You will implement three functions corresponding to these three tasks. 

### Find co-raters

Implement a function that given an item and a database of ratings, finds all users that have rated that item. Test your futnction on `ratings` data.

In [None]:
def co_raters (movie_id, rating_data):
    # return the co-raters as a list or Pandas Series

### Compute the similarity

In general, we need a function that given two users $u, v$ and a database of ratings, finds the Pearson correlation between the two users. However, the goal of this session is to give recommendations based on ratings that you have entered in the list `profile`. 

Implement a function that computes the similarity between the given `profile` and a user $v$. 

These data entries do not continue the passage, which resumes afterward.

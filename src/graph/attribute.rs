//! Raw custom attribute and security declaration data attached to symbols.
//!
//! The graph stores attributes exactly as they were loaded: the attribute type as a
//! [`SymbolRef`], the positional constructor arguments and the named (field/property)
//! arguments. Interpreting the attributes the linker cares about happens once per symbol in
//! [`crate::linker::LinkerAttributesInformation`].

use std::fmt;

use serde::{Deserialize, Serialize};

use crate::graph::SymbolRef;

/// A decoded custom attribute argument value.
#[derive(Debug, Clone, PartialEq, Serialize, Deserialize)]
#[serde(untagged)]
pub enum AttributeArgument {
    /// A boolean constant.
    Bool(bool),
    /// An integral constant (enums are stored as their underlying value).
    Int(i64),
    /// A string constant.
    String(String),
    /// A `null` string or type argument.
    Null,
}

impl AttributeArgument {
    /// Returns the value when the argument is a string.
    #[must_use]
    pub fn as_str(&self) -> Option<&str> {
        match self {
            AttributeArgument::String(s) => Some(s),
            _ => None,
        }
    }

    /// Returns the value when the argument is a boolean.
    #[must_use]
    pub fn as_bool(&self) -> Option<bool> {
        match self {
            AttributeArgument::Bool(b) => Some(*b),
            _ => None,
        }
    }
}

impl fmt::Display for AttributeArgument {
    fn fmt(&self, f: &mut fmt::Formatter<'_>) -> fmt::Result {
        match self {
            AttributeArgument::Bool(b) => write!(f, "{b}"),
            AttributeArgument::Int(i) => write!(f, "{i}"),
            AttributeArgument::String(s) => write!(f, "\"{s}\""),
            AttributeArgument::Null => write!(f, "null"),
        }
    }
}

/// A custom attribute instance applied to a symbol.
#[derive(Debug, Clone, PartialEq)]
pub struct CustomAttribute {
    /// The attribute type.
    pub attribute_type: SymbolRef,
    /// Positional constructor arguments.
    pub constructor_arguments: Vec<AttributeArgument>,
    /// Named field and property arguments, in declaration order.
    pub named_arguments: Vec<(String, AttributeArgument)>,
}

impl CustomAttribute {
    /// Creates an attribute without arguments.
    pub fn new(attribute_type: SymbolRef) -> Self {
        CustomAttribute {
            attribute_type,
            constructor_arguments: Vec::new(),
            named_arguments: Vec::new(),
        }
    }

    /// Appends a positional argument.
    #[must_use]
    pub fn with_argument(mut self, argument: AttributeArgument) -> Self {
        self.constructor_arguments.push(argument);
        self
    }

    /// Appends a named argument.
    #[must_use]
    pub fn with_named(mut self, name: impl Into<String>, argument: AttributeArgument) -> Self {
        self.named_arguments.push((name.into(), argument));
        self
    }

    /// Looks up a named argument.
    #[must_use]
    pub fn named(&self, name: &str) -> Option<&AttributeArgument> {
        self.named_arguments
            .iter()
            .find(|(n, _)| n == name)
            .map(|(_, value)| value)
    }

    /// Returns true if the attribute type has the given full name, in any assembly.
    #[must_use]
    pub fn is_type(&self, full_name: &str) -> bool {
        self.attribute_type.name == full_name
    }
}

/// A declarative security (CAS) permission set attached to a module, type or method.
#[derive(Debug, Clone, PartialEq, Eq, Serialize, Deserialize)]
pub struct SecurityDeclaration {
    /// The security action (`Demand`, `LinkDemand`, `Assert`, ...).
    pub action: String,
    /// The serialized permission set.
    pub permission_set: String,
}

**Hint for Pandas users:** *The weights are computed based on ratings of movies rated by both $u$ and $v$. An inner join can be useful to conveniently isolate the relevant entries. See [Merging](http://pandas.pydata.org/pandas-docs/stable/merging.html).*

In [None]:
def similarity (profile, v, rating_data):
    # return the similarity between u and v

### Predict the rating for a movie

Implement a function that given a database of ratings, a user profile, and an unrated movie, predicts a rating for that movie. This function computes $\hat{R}_{(u,i)}$ in equation (1) of exercise (3). 

In [None]:
def predict (movie_id, rating_data, profile):
    # return the predicted rating for movie_id

Use this function and the profile that you created earlier to predict the rating for an unrated movied. 

Try your program on the movies that you earlier entered in the `profile` dataframe.